Now, maybe I don’t care for FB, but it’s not just FB. As soon as Apple are required to allow third party app stores, Microsoft, Adobe, Epic, Spotify, Tile, and 100 other companies — some of whose apps I need and currently have the option to acquire with Apple’s protections — all bail from the Apple App Store and now I can’t get ANY of those apps without going through those third party stores.

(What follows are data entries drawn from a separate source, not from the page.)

//! The edit and reparse pipeline
//!
//! [`DocumentHandler`] owns the canonical text of one document and mirrors
//! every change into a [`DocumentSink`]. Each content edit runs, in order:
//!
//! 1. the edit against the buffer and the sink
//! 2. the caret move the pairing policy asked for
//! 3. a content [`EditEvent`] to the undo history
//! 4. the lexical pass over the whole text, if enabled
//! 5. the semantic pass over a fresh syntax tree, if enabled
//! 6. reconciliation of the highlight cache into the sink
//! 7. paragraph formatting of the touched lines and the line-number gutter
//!
//! Steps 6 and 7 report attribute events, which the history ignores. Undo and
//! redo replay content edits through the same raw path, without pairing and
//! without recording, and then run steps 4 to 7.

use crate::{
    cache::{HighlightCache, HighlightRun},
    document::{DocumentSink, WriteGuard},
    options::EditorOptions,
    undo::{
        AttributeEdit, AttributeTarget, EditEvent, EditKind, UndoCoordinator, UndoableEdit,
    },
};
use std::ops::Range;
use tracing::{debug, trace, warn};
use wren_language::{annotate_tree, Language, ParseError, SyntaxParser, SyntaxTree};
use wren_text::{Buffer, PairPolicy};

pub struct DocumentHandler<D: DocumentSink> {
    document: D,
    buffer: Buffer,
    policy: PairPolicy,
    options: EditorOptions,
    cache: HighlightCache,
    undo: UndoCoordinator,
    language: Option<Language>,
    parser: Option<Box<dyn SyntaxParser>>,
    /// Tree from the latest semantic pass, dropped on the next edit.
    tree: Option<SyntaxTree>,
    line_count: usize,
}

impl<D: DocumentSink> DocumentHandler<D> {
    /// Take over `document`, which must be empty.
    pub fn new(mut document: D, options: EditorOptions) -> Self {
        assert!(
            document.is_empty(),
            "a document handler must start from an empty document"
        );
        document.reset_line_numbers(1);
        Self {
            document,
            buffer: Buffer::new(),
            policy: options.pair_policy(),
            undo: UndoCoordinator::new(options.undo_limit),
            options,
            cache: HighlightCache::new(),
            language: None,
            parser: None,
            tree: None,
            line_count: 1,
        }
    }

    pub fn text(&self) -> &str {
        self.buffer.text()
    }

    pub fn len(&self) -> usize {
        self.buffer.len()
    }

    pub fn is_empty(&self) -> bool {
        self.buffer.is_empty()
    }

    pub fn caret(&self) -> usize {
        self.buffer.caret()
    }

    /// # Panics
    ///
    /// Panics if `caret > len()`.
    pub fn set_caret(&mut self, caret: usize) {
        self.buffer.set_caret(caret);
        self.document.set_caret(caret);
    }

    pub fn document(&self) -> &D {
        &self.document
    }

    pub fn into_document(self) -> D {
        self.document
    }

    pub fn options(&self) -> &EditorOptions {
        &self.options
    }

    pub fn language(&self) -> Option<Language> {
        self.language
    }

    pub fn history(&self) -> &UndoCoordinator {
        &self.undo
    }

    pub fn line_count(&self) -> usize {
        self.line_count
    }

    /// Content changed since the last load or [`DocumentHandler::mark_saved`].
    pub fn is_edited(&self) -> bool {
        self.undo.is_edited()
    }

    pub fn mark_saved(&mut self) {
        self.undo.mark_saved();
    }

    /// Select the language for `file_name`, or none, and rehighlight.
    pub fn switch_language(&mut self, file_name: &str) -> Option<Language> {
        let language = Language::detect(file_name);
        debug!(file_name, language = language.map(|l| l.name()), "switched language");
        self.set_language(language);
        language
    }

    pub fn set_language(&mut self, language: Option<Language>) {
        if self.language != language {
            self.language = language;
            self.parser = None;
        }
        self.reparse();
    }

    /// Apply new options, reformat every line and rehighlight.
    pub fn reload(&mut self, options: EditorOptions) {
        self.policy = options.pair_policy();
        self.undo.set_limit(options.undo_limit);
        self.options = options;
        self.reparse();
        self.adjust_format(0..self.buffer.len());
    }

    /// Insert `text` at `offset`, letting the pairing policy decide what is
    /// actually inserted.
    ///
    /// # Panics
    ///
    /// Panics if `offset > len()`.
    pub fn insert(&mut self, offset: usize, text: &str) {
        let at_caret = offset == self.buffer.caret();
        let plan = self.policy.plan_insert(&self.buffer, offset, text);
        if plan.is_type_through() {
            if at_caret {
                self.move_caret(plan.caret_move);
            }
            return;
        }
        if plan.text.is_empty() {
            return;
        }

        let edit = UndoableEdit::insert(plan.offset, plan.text);
        self.apply(&edit);
        if at_caret && plan.caret_move != 0 {
            self.move_caret(plan.caret_move);
        }
        self.finish_edit(edit);
    }

    /// Remove `len` characters at `offset`, widened to a whole delimiter pair
    /// when the policy says so.
    ///
    /// # Panics
    ///
    /// Panics if the range extends past the end of the text.
    pub fn remove(&mut self, offset: usize, len: usize) {
        let plan = self.policy.plan_remove(&self.buffer, offset, len);
        if plan.len == 0 {
            return;
        }
        let removed = self
            .buffer
            .slice(plan.offset..plan.offset + plan.len)
            .to_owned();
        let edit = UndoableEdit::remove(plan.offset, removed);
        self.apply(&edit);
        self.finish_edit(edit);
    }

    /// Remove all text as one undoable edit.
    pub fn clear(&mut self) {
        if self.buffer.is_empty() {
            return;
        }
        let edit = UndoableEdit::remove(0, self.buffer.text());
        self.apply(&edit);
        self.finish_edit(edit);
    }

    /// Replace the whole text without recording history. The document counts
    /// as unedited afterwards.
    pub fn load(&mut self, text: &str) {
        let text: String = text.chars().filter(|&c| c != '\r').collect();
        if !self.buffer.is_empty() {
            self.apply(&UndoableEdit::remove(0, self.buffer.text()));
        }
        if !text.is_empty() {
            self.apply(&UndoableEdit::insert(0, text));
        }
        self.set_caret(0);
        self.undo.reset();
        debug!(len = self.buffer.len(), "loaded text");
        self.reparse();
        self.adjust_format(0..self.buffer.len());
    }

    pub fn can_undo(&self) -> bool {
        self.undo.can_undo()
    }

    pub fn can_redo(&self) -> bool {
        self.undo.can_redo()
    }

    /// Revert the latest content edit. Does nothing without history.
    pub fn undo(&mut self) {
        if !self.undo.can_undo() {
            return;
        }
        if let Some(edit) = self.undo.take_undo() {
            self.replay(&edit);
        }
    }

    /// Reapply the latest undone edit. Does nothing without history.
    pub fn redo(&mut self) {
        if !self.undo.can_redo() {
            return;
        }
        if let Some(edit) = self.undo.take_redo() {
            self.replay(&edit);
        }
    }

    /// Open a new line after the caret's line and move there.
    pub fn next_line(&mut self) {
        self.document.message("Started new line");
        let end = self.buffer.line_range(self.buffer.caret()).end;
        self.insert(end, "\n");
        self.set_caret(end + 1);
    }

    /// Break the line at the caret, leaving the caret where it was.
    pub fn split_line(&mut self) {
        self.document.message("Split new line");
        let caret = self.buffer.caret();
        self.insert(caret, "\n");
        self.set_caret(caret);
    }

    /// Open a new line above the caret's line and move there.
    pub fn new_line_before_current(&mut self) {
        self.document.message("Started new line before current line");
        let start = self.buffer.line_range(self.buffer.caret()).start;
        self.insert(start, "\n");
        self.set_caret(start);
    }

    /// Add or remove a line comment marker at the start of the caret's line.
    pub fn toggle_line_comment(&mut self) {
        let marker = self.language.unwrap_or(Language::Kotlin).line_comment();
        let line = self.buffer.line_range(self.buffer.caret());
        let marker_len = marker.chars().count();
        let commented = line.len() >= marker_len
            && self.buffer.slice(line.start..line.start + marker_len) == marker;
        if commented {
            self.remove(line.start, marker_len);
        } else {
            self.insert(line.start, marker);
        }
    }

    /// Tree from the latest semantic pass, or a fresh parse of the current
    /// text when there is none.
    pub fn syntax_tree(&mut self) -> Option<&SyntaxTree> {
        if self.tree.is_none() {
            let language = self.language?;
            match self.parse(language) {
                Ok(tree) => self.tree = Some(tree),
                Err(error) => {
                    warn!(%error, "failed to parse current file");
                    return None;
                },
            }
        }
        self.tree.as_ref()
    }

    /// Run the lexical and semantic passes over the whole text and reconcile
    /// the result into the document.
    pub fn reparse(&mut self) -> Vec<HighlightRun> {
        self.tree = None;
        self.cache.ensure_len(self.buffer.len());

        if let Some(language) = self.language {
            if self.options.token_highlighting {
                for token in language.lexer(self.buffer.text()) {
                    if let Some(style) = language.attributes_of(token.kind, &self.options.colors) {
                        self.cache.highlight(token.start, token.end, style);
                    }
                }
            }

            if self.options.semantic_highlighting {
                match self.parse(language) {
                    Ok(tree) => {
                        annotate_tree(
                            language.annotator(),
                            &tree,
                            &mut self.cache,
                            &self.options.colors,
                        );
                        self.tree = Some(tree);
                    },
                    Err(error) => {
                        warn!(%error, language = language.name(), "skipping semantic highlighting");
                    },
                }
            }
        }

        let runs = self.cache.reconcile(&mut self.document);
        for run in &runs {
            EditEvent::Attribute(AttributeEdit {
                offset: run.start,
                len: run.len,
                target: AttributeTarget::Character,
            })
            .dispatch(&mut self.undo);
        }
        trace!(runs = runs.len(), "reparsed");
        runs
    }

    fn parse(&mut self, language: Language) -> Result<SyntaxTree, ParseError> {
        if self
            .parser
            .as_ref()
            .is_some_and(|parser| parser.language() != language)
        {
            self.parser = None;
        }
        let mut parser = match self.parser.take() {
            Some(parser) => parser,
            None => language.parser()?,
        };
        let tree = parser.parse(self.buffer.text());
        self.parser = Some(parser);
        tree
    }

    fn move_caret(&mut self, delta: isize) {
        self.buffer.move_caret(delta);
        self.document.set_caret(self.buffer.caret());
    }

    /// Apply `edit` to the buffer and the document, nothing else.
    fn apply(&mut self, edit: &UndoableEdit) {
        match edit.kind {
            EditKind::Insert => {
                self.buffer.insert(edit.offset, &edit.text);
                self.document.insert(edit.offset, &edit.text);
            },
            EditKind::Remove => {
                let len = edit.char_len();
                self.buffer.remove(edit.offset, len);
                self.document.remove(edit.offset, len);
            },
        }
        self.document.set_caret(self.buffer.caret());
    }

    fn finish_edit(&mut self, edit: UndoableEdit) {
        let touched = touched_range(&edit);
        EditEvent::Content(edit).dispatch(&mut self.undo);
        self.reparse();
        self.adjust_format(touched);
    }

    fn replay(&mut self, edit: &UndoableEdit) {
        debug!(offset = edit.offset, kind = ?edit.kind, "replaying edit");
        self.apply(edit);
        let caret = match edit.kind {
            EditKind::Insert => edit.offset + edit.char_len(),
            EditKind::Remove => edit.offset,
        };
        self.set_caret(caret);
        self.reparse();
        self.adjust_format(touched_range(edit));
    }

    /// Reapply paragraph formatting to the lines around `range` and refresh
    /// the line numbers when the line count changed.
    fn adjust_format(&mut self, range: Range<usize>) {
        let len = self.buffer.len();
        let start = self.buffer.line_range(range.start.min(len)).start;
        let end = self.buffer.line_range(range.end.min(len)).end;
        if start < end {
            let style = self.options.paragraph_style();
            WriteGuard::new(&mut self.document).change_paragraph_attributes(
                start,
                end - start,
                style,
            );
            EditEvent::Attribute(AttributeEdit {
                offset: start,
                len: end - start,
                target: AttributeTarget::Paragraph,
            })
            .dispatch(&mut self.undo);
        }

        let line_count = self.buffer.line_count();
        if line_count != self.line_count {
            self.line_count = line_count;
            self.document.reset_line_numbers(line_count);
        }
    }
}

/// Character range of the text after `edit` that it touched.
fn touched_range(edit: &UndoableEdit) -> Range<usize> {
    match edit.kind {
        EditKind::Insert => edit.offset..edit.offset + edit.char_len(),
        EditKind::Remove => edit.offset..edit.offset,
    }
}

By your logic if I want those apps I now have more options than I had before. But you have taken from me the only good option. Now my options are:
1. Get those apps from those other stores without Apple’s protections or
2. Don’t get those apps at all.
However you have removed my choice to get those apps from one central location, with Apple’s protections and now the only way I can get FB and many other apps is without ATT implemented, and via a separate delivery and update mechanism for each one (so I now have 20 software update services running in the background on my phone instead of one) and you’ve also taken from me the choice to give my credit card details to only one company I trust, instead I have to give my credit card details to many companies some of whom I don’t trust.
Sure, you’ve given me “more” choices, but you have removed one fundamentally desirable choice - one of the primary reasons I choose Apple in the first place - and replaced it with undesirable choices.
Your argument is that I can choose not to install apps from other stores… fine. You can insist that’s the answer if you want. But in doing so if I accept that solution then you’ve removed from me the choice to install those apps at all, that become no longer available on the Apple App Store.
Therefore you have reduced my options.
I’ve raised this argument in multiple forums and the likes of you who push the “you don’t have to install apps from those stores” have yet to reply with any sensible solution to this issue.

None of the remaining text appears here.